Exploring the depths of PostgreSQL's Memory: A Practical Guide to pg_buffercache

Memory management is crucial to the performance of PostgreSQL databases. How PostgreSQL allocates and utilizes memory directly impacts query speed, throughput, and overall system stability. While the PostgreSQL configuration file postgresql.conf provides parameters to control memory settings, understanding what’s actually happening with that allocated memory is a different challenge entirely.

PostgreSQL’s performance depends heavily on how effectively it uses memory, particularly the shared buffer cache. PostgreSQL excels at managing memory internally, but its operations largely occur behind the scenes. You configure the settings, but you don’t automatically see what’s actually residing in memory at any given moment. This is where pg_buffercache becomes an invaluable tool.

pg_buffercache is a contrib extension that provides direct visibility into PostgreSQL’s shared buffer cache, the primary memory area where PostgreSQL caches recently accessed table and index pages. It doesn’t modify how memory works or change PostgreSQL’s caching behavior; instead, it simply reveals how memory is currently being utilized, transforming a system into something you can observe, measure, and optimize.
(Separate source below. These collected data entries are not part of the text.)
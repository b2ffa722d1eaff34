//! Envelope delivery for the Dropline runtime
//!
//! [`DeliveryManager`] sits between the session and the timeline: outbound
//! envelopes are validated and framed before they reach the transport, and
//! inbound bytes are decoded before anything is recorded. A rejected unit
//! never reaches the timeline.

use dropline_core::protocol::{EnvelopeCodec, RecordFactory};
use dropline_core::{
    Direction, DroplineResult, Envelope, TimeSource, Timeline, TimelineRecord,
};
use std::sync::Arc;
use tokio::sync::RwLock;

/// Timeline shared between the driver task and runtime handles
pub type SharedTimeline = Arc<RwLock<Timeline>>;

/// Create an empty shared timeline
pub fn create_shared_timeline() -> SharedTimeline {
    Arc::new(RwLock::new(Timeline::new()))
}

// ----------------------------------------------------------------------------
// Delivery Manager
// ----------------------------------------------------------------------------

/// Frames outbound envelopes and records every delivered one
pub struct DeliveryManager<T: TimeSource> {
    codec: EnvelopeCodec,
    records: RecordFactory<T>,
    timeline: SharedTimeline,
    stats: DeliveryStats,
}

impl<T: TimeSource> DeliveryManager<T> {
    pub fn new(time_source: T, timeline: SharedTimeline) -> Self {
        Self {
            codec: EnvelopeCodec,
            records: RecordFactory::new(time_source),
            timeline,
            stats: DeliveryStats::default(),
        }
    }

    pub fn timeline(&self) -> &SharedTimeline {
        &self.timeline
    }

    /// Validate and serialize an envelope for the wire
    pub fn frame_outbound(&mut self, envelope: &Envelope) -> DroplineResult<Vec<u8>> {
        self.codec.encode(envelope).inspect_err(|_| {
            self.stats.rejected_outbound += 1;
        })
    }

    /// The transport accepted the framed bytes; record the envelope
    pub async fn record_sent(&mut self, envelope: &Envelope) -> TimelineRecord {
        self.stats.sent += 1;
        self.append(Direction::Sent, envelope).await
    }

    /// The transport refused the framed bytes
    pub fn record_send_failure(&mut self) {
        self.stats.send_failures += 1;
    }

    /// Decode bytes from the open session and record the envelope
    pub async fn accept_inbound(&mut self, bytes: &[u8]) -> DroplineResult<TimelineRecord> {
        let envelope = match self.codec.decode(bytes) {
            Ok(envelope) => envelope,
            Err(e) => {
                self.stats.rejected_inbound += 1;
                return Err(e);
            }
        };
        self.stats.received += 1;
        Ok(self.append(Direction::Received, &envelope).await)
    }

    async fn append(&mut self, direction: Direction, envelope: &Envelope) -> TimelineRecord {
        let record = self.records.record(direction, envelope);
        let mut timeline = self.timeline.write().await;
        if !timeline.append(record.clone()) {
            self.stats.duplicate_records += 1;
        }
        record
    }

    pub fn statistics(&self) -> &DeliveryStats {
        &self.stats
    }
}

// ----------------------------------------------------------------------------
// Supporting Types
// ----------------------------------------------------------------------------

/// Statistics for envelope delivery
#[derive(Debug, Clone, Default, PartialEq, Eq)]
pub struct DeliveryStats {
    /// Envelopes handed to the transport
    pub sent: u64,
    /// Envelopes decoded from the open session
    pub received: u64,
    /// Outbound envelopes that failed validation
    pub rejected_outbound: u64,
    /// Inbound units that failed to decode
    pub rejected_inbound: u64,
    /// Sends the transport refused
    pub send_failures: u64,
    /// Records whose id was already in the timeline
    pub duplicate_records: u64,
}

// ----------------------------------------------------------------------------
// Tests
// ----------------------------------------------------------------------------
Why Shared Buffers Matter:

The shared buffer cache exists to minimize disk I/O. Disk access is orders of magnitude slower than memory access. PostgreSQL tries to keep frequently accessed data blocks in memory so that future queries can read them directly from RAM instead of hitting disk.

The size of this cache is controlled by the shared_buffers parameter, but without pg_buffercache, you can’t easily answer questions like:

Which tables are actually using my memory?
Are indexes dominating my cache?
How much of my cache is dirty?
Is my cache mostly hot or mostly idle?

Visibility Into Shared Buffers

Shared buffer cache exists to minimize disk I/O by keeping frequently accessed data in memory, where it can be retrieved orders of magnitude faster than reading from disk. Without pg_buffercache, this cache operates as essentially a black box. You can configure its size through the shared_buffers parameter, but you have limited insight into what’s actually stored inside or how effectively that space is being used.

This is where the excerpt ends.